Nyanzi’s poem, used a graphic description of the president’s birth and his late mother’s vagina to critique his administration. In the poem, Nyanzi juxtaposes images of a failed birth with broad critiques of Museveni’s administration, which she accuses “oppression, suppression and repression.”
This is not Nyanzi’s first time facing such charges. She was arrested in 2017 and spent a month in jail after comparing President Museveni to “a pair of buttocks.” The arrest came after Nyanzi publicly criticized the president and his wife for not providing free menstrual products to school girls. In Uganda, many girls miss school during their period due to lack of access to menstrual products,and Nyanzi spearheaded a fundraising campaign to provide pads to students herself.
Nyanzi holds a doctorate in social anthropology from the London School of Hygiene and Tropical Medicine.
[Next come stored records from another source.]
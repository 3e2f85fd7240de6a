//! Read-through coordinator.
//!
//! The only component that talks to both the cache and the backing store.

use std::sync::Arc;
use std::time::Duration;

use tracing::{debug, warn};

use crate::backend::{BackingStore, RedisStore};
use crate::cache::{CacheStats, RequestCounters, SharedCache};
use crate::config::Config;
use crate::error::{CacheError, Result};

/// Serves keys from the cache, falling back to the backing store on a miss.
pub struct Proxy {
    cache: SharedCache,
    store: Arc<dyn BackingStore>,
    ttl: Duration,
    counters: RequestCounters,
}

impl Proxy {
    pub fn new(cache: SharedCache, store: Arc<dyn BackingStore>, ttl: Duration) -> Self {
        Self {
            cache,
            store,
            ttl,
            counters: RequestCounters::new(),
        }
    }

    /// Builds the cache and the Redis client described by `config`.
    ///
    /// Fails with [`CacheError::NotInitialized`] when either cannot be built.
    pub fn from_config(config: &Config) -> Result<Self> {
        let cache = SharedCache::new(config.cache_size)?;
        let store = RedisStore::open(&config.redis_addr, config.backend_timeout())?;
        Ok(Self::new(cache, Arc::new(store), config.ttl()))
    }

    /// Returns the value for `key`, reading through to the backing store when
    /// the cache has no live entry.
    ///
    /// Backing store failures are returned as-is and never cached.
    pub async fn resolve(&self, key: &str) -> Result<String> {
        if key.is_empty() {
            return Err(CacheError::BadRequest);
        }

        if let Some(entry) = self.cache.get(key).await {
            if !entry.is_expired() {
                self.counters.record_hit();
                debug!(
                    key = %key,
                    ttl_remaining_ms = entry.ttl_remaining().as_millis() as u64,
                    "[cache] hit"
                );
                return Ok(entry.value);
            }
        }
        self.counters.record_miss();

        // No cache lock is held across this await.
        let payload = self.store.get(key).await.map_err(|err| {
            self.counters.record_backend_error();
            warn!(key = %key, error = %err, "backing store fetch failed");
            err
        })?;

        let value = String::from_utf8(payload).map_err(|err| CacheError::Decode {
            key: key.to_string(),
            reason: err.utf8_error().to_string(),
        })?;

        if let Some(evicted) = self.cache.set(key.to_string(), value.clone(), self.ttl).await {
            debug!(key = %key, evicted = %evicted, "[cache] evicted to make room");
        }
        Ok(value)
    }

    pub fn cache(&self) -> &SharedCache {
        &self.cache
    }

    pub fn ttl(&self) -> Duration {
        self.ttl
    }

    /// Snapshot of request counters merged with cache-side statistics.
    pub async fn stats(&self) -> CacheStats {
        let mut stats = self.cache.stats().await;
        self.counters.fill(&mut stats);
        stats
    }
}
Her research over the last two decades has explored numerous facets of sexuality and gender in Uganda and the Gambia, from women’s attitudes toward HIV-testing to the negotiation of masculinity and sexuality among motorcycle drivers. As an activist, she has been a vocal supporter of the rights of women, girls, and the LGBTQ community. In a recent interview with CNN, Nyanzi said it was her research among marginalized communities that inspired her activism. She saw that those she had spoken with during her research, including LGBTQ people and sex workers, face a climate of increasing discrimination and persecution, and she said she could no longer sit by. “It became impossible to just stay as an academic that is not involved,” Nyanzi told CNN.
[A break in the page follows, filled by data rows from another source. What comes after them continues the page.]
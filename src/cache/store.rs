//! Cache Store Module
//!
//! Main cache engine combining HashMap storage with LRU tracking.
//! Expiry is left to the caller: lookups hand back expired entries as-is.

use std::collections::HashMap;
use std::time::Duration;

use tracing::trace;

use crate::cache::{CacheEntry, CacheStats, LruTracker};
use crate::error::{CacheError, Result};

#[derive(Debug)]
struct Slot {
    entry: CacheEntry,
    node: usize,
}

// == Cache Store ==
/// Bounded key-value storage with LRU eviction.
///
/// Not synchronized; see [`crate::cache::SharedCache`] for the concurrent handle.
#[derive(Debug)]
pub struct CacheStore {
    /// Key-value storage, each slot pointing at its LRU node
    entries: HashMap<String, Slot>,
    /// LRU access tracker
    lru: LruTracker,
    /// Number of entries evicted so far
    evictions: u64,
    /// Maximum number of entries allowed
    capacity: usize,
}

impl CacheStore {
    // == Constructor ==
    /// Creates a new CacheStore holding at most `capacity` entries.
    ///
    /// A zero capacity cannot hold anything and is rejected as a
    /// configuration error.
    pub fn new(capacity: usize) -> Result<Self> {
        if capacity == 0 {
            return Err(CacheError::NotInitialized {
                component: "cache".to_string(),
                reason: "capacity must be at least 1".to_string(),
            });
        }

        Ok(Self {
            entries: HashMap::with_capacity(capacity),
            lru: LruTracker::with_capacity(capacity),
            evictions: 0,
            capacity,
        })
    }

    // == Set ==
    /// Stores a key-value pair with the given TTL.
    ///
    /// If the key already exists, the value is overwritten and the TTL window
    /// restarts. If the cache is at capacity and the key is new, the least
    /// recently used entry is evicted first and its key returned.
    pub fn set(&mut self, key: String, value: String, ttl: Duration) -> Option<String> {
        let entry = CacheEntry::new(value, ttl);

        if let Some(slot) = self.entries.get_mut(&key) {
            slot.entry = entry;
            self.lru.touch(slot.node);
            return None;
        }

        let evicted = if self.entries.len() >= self.capacity {
            self.evict_oldest()
        } else {
            None
        };

        let node = self.lru.push_front(key.clone());
        self.entries.insert(key, Slot { entry, node });
        evicted
    }

    // == Get ==
    /// Looks up an entry, marking it as most recently used.
    ///
    /// The entry is returned whether or not it has expired.
    pub fn get(&mut self, key: &str) -> Option<&CacheEntry> {
        let slot = self.entries.get(key)?;
        self.lru.touch(slot.node);
        Some(&slot.entry)
    }

    // == Peek ==
    /// Looks up an entry without changing its recency.
    pub fn peek(&self, key: &str) -> Option<&CacheEntry> {
        self.entries.get(key).map(|slot| &slot.entry)
    }

    // == Stats ==
    /// Returns the store-side statistics (evictions and entry count).
    pub fn stats(&self) -> CacheStats {
        CacheStats {
            evictions: self.evictions,
            total_entries: self.entries.len(),
            ..CacheStats::default()
        }
    }

    /// Keys ordered from most to least recently used.
    pub fn keys_by_recency(&self) -> Vec<String> {
        self.lru.iter().map(str::to_string).collect()
    }

    // == Length ==
    /// Returns the current number of entries in the cache.
    pub fn len(&self) -> usize {
        self.entries.len()
    }

    // == Is Empty ==
    /// Returns true if the cache is empty.
    pub fn is_empty(&self) -> bool {
        self.entries.is_empty()
    }

    #[cfg(test)]
    pub(crate) fn capacity(&self) -> usize {
        self.capacity
    }

    fn evict_oldest(&mut self) -> Option<String> {
        let key = self.lru.evict_oldest()?;
        self.entries.remove(&key);
        self.evictions += 1;
        trace!(key = %key, "evicted least recently used entry");
        Some(key)
    }
}

// == Unit Tests ==
#[cfg(test)]
mod tests {
    use super::*;

    const TTL: Duration = Duration::from_secs(300);

    fn store(capacity: usize) -> CacheStore {
        CacheStore::new(capacity).unwrap()
    }

    #[test]
    fn test_store_new() {
        let store = store(100);
        assert_eq!(store.len(), 0);
        assert!(store.is_empty());
        assert_eq!(store.capacity(), 100);
    }

    #[test]
    fn test_store_zero_capacity_is_rejected() {
        let result = CacheStore::new(0);
        assert!(matches!(result, Err(CacheError::NotInitialized { .. })));
        assert_eq!(
            result.unwrap_err().to_string(),
            "cache not initialized: capacity must be at least 1"
        );
    }

    #[test]
    fn test_store_set_and_get() {
        let mut store = store(100);

        store.set("key1".to_string(), "value1".to_string(), TTL);
        let entry = store.get("key1").unwrap();

        assert_eq!(entry.value, "value1");
        assert_eq!(entry.ttl, TTL);
        assert_eq!(store.len(), 1);
    }

    #[test]
    fn test_store_get_nonexistent() {
        let mut store = store(100);
        assert!(store.get("nonexistent").is_none());
    }

    #[test]
    fn test_store_overwrite_restarts_ttl_window() {
        let mut store = store(100);

        store.set("key1".to_string(), "value1".to_string(), Duration::ZERO);
        let first = store.peek("key1").unwrap().inserted_at;
        store.set("key1".to_string(), "value2".to_string(), TTL);

        let entry = store.get("key1").unwrap();
        assert_eq!(entry.value, "value2");
        assert_eq!(entry.ttl, TTL);
        assert!(entry.inserted_at >= first);
        assert_eq!(store.len(), 1);
    }

    #[test]
    fn test_store_returns_expired_entries() {
        let mut store = store(100);

        store.set("key1".to_string(), "value1".to_string(), Duration::ZERO);

        let entry = store.get("key1").unwrap();
        assert!(entry.is_expired());
        assert_eq!(entry.value, "value1");
    }

    #[test]
    fn test_store_lru_eviction() {
        let mut store = store(3);

        store.set("key1".to_string(), "value1".to_string(), TTL);
        store.set("key2".to_string(), "value2".to_string(), TTL);
        store.set("key3".to_string(), "value3".to_string(), TTL);

        // Cache is full, adding key4 should evict key1 (oldest)
        let evicted = store.set("key4".to_string(), "value4".to_string(), TTL);

        assert_eq!(evicted.as_deref(), Some("key1"));
        assert_eq!(store.len(), 3);
        assert!(store.get("key1").is_none());
        assert!(store.get("key2").is_some());
        assert!(store.get("key3").is_some());
        assert!(store.get("key4").is_some());
        assert_eq!(store.stats().evictions, 1);
    }

    #[test]
    fn test_store_lru_touch_on_get() {
        let mut store = store(3);

        store.set("key1".to_string(), "value1".to_string(), TTL);
        store.set("key2".to_string(), "value2".to_string(), TTL);
        store.set("key3".to_string(), "value3".to_string(), TTL);

        // Access key1 to make it most recently used
        store.get("key1");

        // Adding key4 should evict key2 (now oldest)
        store.set("key4".to_string(), "value4".to_string(), TTL);

        assert!(store.get("key1").is_some());
        assert!(store.get("key2").is_none());
    }

    #[test]
    fn test_store_peek_does_not_touch() {
        let mut store = store(2);

        store.set("a".to_string(), "1".to_string(), TTL);
        store.set("b".to_string(), "2".to_string(), TTL);
        assert!(store.peek("a").is_some());

        store.set("c".to_string(), "3".to_string(), TTL);
        assert!(store.peek("a").is_none());
        assert_eq!(store.keys_by_recency(), vec!["c", "b"]);
    }

    #[test]
    fn test_store_overwrite_at_capacity_does_not_evict() {
        let mut store = store(2);

        store.set("a".to_string(), "1".to_string(), TTL);
        store.set("b".to_string(), "2".to_string(), TTL);
        let evicted = store.set("a".to_string(), "updated".to_string(), TTL);

        assert!(evicted.is_none());
        assert_eq!(store.len(), 2);
        assert_eq!(store.keys_by_recency(), vec!["a", "b"]);
    }

    #[test]
    fn test_store_eviction_follows_insertion_order() {
        let mut store = store(3);

        for key in ["first", "second", "third"] {
            store.set(key.to_string(), key.to_uppercase(), TTL);
        }

        let evicted: Vec<_> = ["x", "y", "z"]
            .iter()
            .filter_map(|key| store.set(key.to_string(), String::new(), TTL))
            .collect();
        assert_eq!(evicted, vec!["first", "second", "third"]);
    }

    #[test]
    fn test_store_capacity_one() {
        let mut store = store(1);

        store.set("a".to_string(), "1".to_string(), TTL);
        store.set("b".to_string(), "2".to_string(), TTL);

        assert_eq!(store.len(), 1);
        assert!(store.peek("a").is_none());
        assert_eq!(store.peek("b").unwrap().value, "2");
    }

    #[test]
    fn test_store_stats() {
        let mut store = store(1);

        store.set("key1".to_string(), "value1".to_string(), TTL);
        store.set("key2".to_string(), "value2".to_string(), TTL);

        let stats = store.stats();
        assert_eq!(stats.evictions, 1);
        assert_eq!(stats.total_entries, 1);
        assert_eq!(stats.hits, 0);
    }
}
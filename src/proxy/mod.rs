//! Read-Through Module
//!
//! Cache-aside coordination between the in-memory cache and the backing store.

mod coordinator;

pub use coordinator::Proxy;
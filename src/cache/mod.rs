//! Cache Module
//!
//! Provides bounded in-memory caching with TTL expiration and LRU eviction.

mod entry;
mod lru;
mod shared;
mod stats;
mod store;


// Re-export public types
pub use entry::{is_expired, CacheEntry};
pub use lru::LruTracker;
pub use shared::SharedCache;
pub use stats::{CacheStats, RequestCounters};
pub use store::CacheStore;
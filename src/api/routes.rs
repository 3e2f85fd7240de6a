//! API Routes
//!
//! Configures the Axum router for the proxy.

use axum::{routing::get, Router};
use tower_http::trace::TraceLayer;

use super::handlers::{get_handler, root_handler, AppState};

/// Creates the router.
///
/// # Endpoints
/// - `GET /` - Empty key, always 400
/// - `GET /<key>` - Value for `key`, read through the cache
///
/// # Middleware
/// - Tracing: Logs all requests for debugging
pub fn create_router(state: AppState) -> Router {
    Router::new()
        .route("/", get(root_handler))
        .route("/*key", get(get_handler))
        .layer(TraceLayer::new_for_http())
        .with_state(state)
}
//! Configuration Module
//!
//! Loads proxy configuration from command-line flags, falling back to
//! environment variables and then to built-in defaults.

use std::net::SocketAddr;
use std::time::Duration;

use clap::Parser;

const DEFAULT_REDIS_ADDR: &str = "redis:6379";
const DEFAULT_CACHE_TIME: i64 = 120;
const DEFAULT_CACHE_SIZE: usize = 5000;
const DEFAULT_PORT: u16 = 8080;
const DEFAULT_BACKEND_TIMEOUT_MS: u64 = 3000;

/// Proxy configuration parameters.
///
/// Every value can be given as a flag or an environment variable.
#[derive(Parser, Debug, Clone)]
#[command(name = "redis_proxy")]
#[command(about = "Read-through HTTP caching proxy in front of Redis")]
#[command(version)]
pub struct Config {
    /// Address of the backing Redis (host:port)
    #[arg(long, env = "REDIS_ADDR", default_value = DEFAULT_REDIS_ADDR, value_name = "HOST:PORT")]
    pub redis_addr: String,

    /// Cache expiry time in seconds; zero or less disables caching
    #[arg(
        long,
        env = "CACHE_TIME",
        default_value_t = DEFAULT_CACHE_TIME,
        allow_hyphen_values = true,
        value_name = "SECONDS"
    )]
    pub cache_time: i64,

    /// Cache capacity (number of keys)
    #[arg(long, env = "CACHE_SIZE", default_value_t = DEFAULT_CACHE_SIZE, value_name = "COUNT")]
    pub cache_size: usize,

    /// TCP port the proxy listens on
    #[arg(long, env = "PORT", default_value_t = DEFAULT_PORT)]
    pub port: u16,

    /// Upper bound on a single backing store round trip, in milliseconds
    #[arg(
        long,
        env = "BACKEND_TIMEOUT_MS",
        default_value_t = DEFAULT_BACKEND_TIMEOUT_MS,
        value_name = "MILLIS"
    )]
    pub backend_timeout_ms: u64,
}

impl Config {
    /// TTL applied to every cached entry. Non-positive values yield zero,
    /// which makes every entry expired on arrival.
    pub fn ttl(&self) -> Duration {
        u64::try_from(self.cache_time)
            .map(Duration::from_secs)
            .unwrap_or(Duration::ZERO)
    }

    pub fn backend_timeout(&self) -> Duration {
        Duration::from_millis(self.backend_timeout_ms)
    }

    pub fn listen_addr(&self) -> SocketAddr {
        SocketAddr::from(([0, 0, 0, 0], self.port))
    }
}

impl Default for Config {
    fn default() -> Self {
        Self {
            redis_addr: DEFAULT_REDIS_ADDR.to_string(),
            cache_time: DEFAULT_CACHE_TIME,
            cache_size: DEFAULT_CACHE_SIZE,
            port: DEFAULT_PORT,
            backend_timeout_ms: DEFAULT_BACKEND_TIMEOUT_MS,
        }
    }
}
The recent hearings on Nyanzi’s case impelled the state to answer questions about whether vagina is a “dirty word” (answer: “most of the time”) and whether vaginas are clean (yes, if they are washed). These exchanges raise complex questions about language and women’s bodies that reveal the connections between patriarchy, misogyny and state censorship. In particular, these questions highlight connections between Uganda’s 2011 Computer Misuse Act, under which Nyanzi is being charged, and other laws, such as its 2014 Anti-Pornography Act, which has been criticized for unfairly targeting women. As Nyanzi’s own research has shown, what is considered obscene or vulgar depends on context and the speaker’s social status. In this framework, sexualized and explicit speech can serve as a language of last resort.
Nyanzi has placed her own activism within two traditions. The first is radical rudeness, a form of activism that emerged in Uganda in the 1940s. Carol Summers (2006) has argued that in the colonial period, civility and politeness served as powerful tools for social control, especially in spaces of collaboration between the British administration and Baganda elites. Activists pushed for change through “rude” letters, pamphlets and other public communication that criticized not only British rule but local power structures as well.
Nyanzi has also invoked her status as Nnalongo, a mother of twins. Ganda traditions grant special status to the parents of twins, including the breakdown of certain rules of propriety, granting mothers of twins unusual license to speak about sexual matters (Lutwama-Rukundo 2015). Writer Margaret Namulyanga, who has been advocating for Nyanzi since her arrest, says that Nyanzi’s status as a mother of twins carries special weight. In a recent telephone interview with the author, Namulyanga said, “Ganda cultural norms esteem Dr. Nyanzi and [hold] that the gods (God) grants her special privileges to utter what they call vulgarity.”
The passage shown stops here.